What the government actually did is to charge Swartz for WIRE FRAUD. This is for plugging his computer into the MIT LAN. WIRE FRAUD is reserved for people with criminal intent. Aaron's actions were as criminal as Pussyriot's dancing in miniskirts to draw attention to Putin's hand on the Russian government.
The US government will continue to spin this as "hacker" and "document download". Do not get drawn into this. The correct framework to think about this is when Gandhi and his supporters got clobbered by the British police for breaking a salt-making monopoly. To Gandhi, the premise was simple: salt comes from the sea and no one owns it. A law that grants monopolistic rights to limited organisations for something as universal as the sea has no justification.
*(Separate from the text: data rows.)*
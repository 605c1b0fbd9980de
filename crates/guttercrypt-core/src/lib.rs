//! # Guttercrypt Core
//!
//! Passphrase-encrypted storage engine for Guttercrypt, a local secrets
//! manager for `.env` files with an encrypted note and conversation log.
//!
//! This crate holds the engine independent of the CLI: nothing here prompts,
//! prints, or talks to the network.
//!
//! ## Architecture
//!
//! - **crypto**: PBKDF2 key derivation and the AES-256-GCM envelope
//! - **vault**: encrypted secret document plus plaintext key-name sidecar
//! - **memory**: encrypted notes and bounded conversation history
//! - **settings**: local JSON project settings
//! - **artifacts**: verbatim artifact bundle for remote sync
//! - **fs**: crash-safe writes
//!
//! Every operation is synchronous and performs a complete
//! load/decrypt/mutate/encrypt/write cycle. There is no file locking:
//! concurrent processes on the same project race, and the last writer wins.

pub mod artifacts;
pub mod config;
pub mod crypto;
pub mod error;
pub mod fs;
pub mod memory;
pub mod settings;
pub mod vault;

pub use config::StoreConfig;
pub use error::{GutterError, Result};
pub use memory::{build_prompt_context, Exchange, Memory, MemoryStore, Note};
pub use settings::ProjectSettings;
pub use vault::{KeyListing, KeySource, VaultMeta, VaultStore};

/// Core version information
pub const VERSION: &str = env!("CARGO_PKG_VERSION");
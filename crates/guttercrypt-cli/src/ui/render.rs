//! Rendering primitives for CLI output.

use comfy_table::presets::NOTHING;
use comfy_table::{Attribute, Cell, ContentArrangement, Table as ComfyTable};

use super::context::UiContext;
use super::theme::{styled, styles, Badge};

/// Render a badge with a message colored in the badge's tone.
///
/// Pretty mode: "🔐 message"
/// Plain mode: "[OK] message"
pub fn badge(ctx: &UiContext, kind: Badge, message: &str) -> String {
    let symbol = kind.display(ctx.unicode && ctx.mode.is_pretty());
    let line = if message.is_empty() {
        symbol.to_string()
    } else {
        format!("{} {}", symbol, message)
    };
    styled(&line, kind.style(), ctx.color)
}

/// Render a key-value pair.
///
/// Pretty mode: "Key: value" with dim key
/// Plain mode: "key=value"
pub fn kv(ctx: &UiContext, key: &str, value: &str) -> String {
    if ctx.mode.is_pretty() {
        let styled_key = styled(&format!("{}:", key), styles::dim(), ctx.color);
        format!("  {} {}", styled_key, value)
    } else {
        format!("{}={}", key.to_lowercase().replace(' ', "_"), value)
    }
}

/// Render a hint line.
pub fn hint(ctx: &UiContext, text: &str) -> String {
    let text = text.strip_prefix("Hint: ").unwrap_or(text);
    if ctx.mode.is_pretty() {
        let label = styled("Hint:", styles::dim(), ctx.color);
        format!("  {} {}", label, text)
    } else {
        format!("hint={}", text)
    }
}

/// Render a bulleted list, one item per line.
pub fn bullets(ctx: &UiContext, items: &[String]) -> String {
    let bullet = if ctx.unicode && ctx.mode.is_pretty() {
        "\u{2022}"
    } else {
        "-"
    };
    items
        .iter()
        .map(|item| styled(&format!("   {} {}", bullet, item), styles::dim(), ctx.color))
        .collect::<Vec<_>>()
        .join("\n")
}

/// Render a borderless table.
///
/// Pretty mode: dim headers, padded columns
/// Plain mode: tab-separated values, no header
pub fn simple_table(ctx: &UiContext, headers: &[&str], rows: &[Vec<String>]) -> String {
    if ctx.mode.is_pretty() {
        let mut table = ComfyTable::new();
        table.load_preset(NOTHING);
        table.set_content_arrangement(ContentArrangement::Dynamic);

        let header_cells: Vec<Cell> = headers
            .iter()
            .map(|h| {
                let cell = Cell::new(h);
                if ctx.color {
                    cell.add_attribute(Attribute::Dim)
                } else {
                    cell
                }
            })
            .collect();
        table.set_header(header_cells);

        for i in 0..headers.len() {
            if let Some(column) = table.column_mut(i) {
                column.set_padding((2, 1));
            }
        }

        for row in rows {
            table.add_row(row);
        }

        table.to_string()
    } else {
        rows.iter()
            .map(|row| row.join("\t"))
            .collect::<Vec<_>>()
            .join("\n")
    }
}

/// Print a non-essential line; suppressed by `--quiet`.
pub fn say(ctx: &UiContext, message: &str) {
    if !ctx.quiet {
        println!("{}", message);
    }
}

/// Print a warning to stderr.
pub fn print_warning(ctx: &UiContext, message: &str) {
    eprintln!("{}", badge(ctx, Badge::Warn, message));
}

/// Format an error message with optional hint.
///
/// Pretty mode: "❌ message" with optional "Hint: ..." on next line
/// Plain mode: "error=message" with optional "hint=suggestion"
pub fn error_message(ctx: &UiContext, message: &str, error_hint: Option<&str>) -> String {
    let mut lines = Vec::new();

    if ctx.mode.is_pretty() {
        lines.push(badge(ctx, Badge::Err, message));
        if let Some(h) = error_hint {
            lines.push(hint(ctx, h));
        }
    } else {
        lines.push(format!("error={}", message));
        if let Some(h) = error_hint {
            lines.push(hint(ctx, h));
        }
    }

    lines.join("\n")
}

/// Print an error message to stderr with optional hint.
pub fn print_error(ctx: &UiContext, message: &str, error_hint: Option<&str>) {
    eprintln!("{}", error_message(ctx, message, error_hint));
}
It is important to note that Aaron was not talking about giving away MP3s etc. He pointed out that scientific papers that were already in the public domain were starting to get locked up behind pay walls. There is nothing right about this. When he started to figuratively walk to the ocean to make his own salt, he was charged with criminal trespass.
As a footnote, after the Salt March - where hundreds of non-violent protesters were beaten up by the police - the British was shown up to be bankrupt of moral authority. This, is the threat the DOJ faces today.
We are not allowed in this country to look across a landscape of lawfully operating organizations and businesses, choose the ones we dislike, and execute plans that abuse their computers to bring about their destruction. That is what Aaron was essentially charged with doing, and there was not NO evidence that that was his plan.
If you think educated people are upset about closed academic publishing, you should talk to the millions of Americans (I AM NOT ONE OF THEM) who are upset about abortion. Better yet, you should listen to their rhetoric, because they don't think they're liberating science and culture; they think they're standing athwart engines of mass murder. They too would like to abuse computer systems to hasten the demise of disfavored organizations, for instance by publishing patient lists stolen from computer systems.
No part of observing this means I have to accept that Aaron was handled reasonably by the prosecutors, that I believe Aaron should have been at any risk of serving prison time, or even that I think that justice demands he walk away with at least a felony conviction. Equivalently, it does not mean that 'tzs is an authoritarian.
Using the "colour of your bits"[0] metaphor, keeptrying is describing the bits, and you are describing the colour.
So, what was actually done, as keeptrying says, was download a few files on a semi-public network, but as you say, the "crimes" associated with that action can be much more significant than looking at what was done out of context.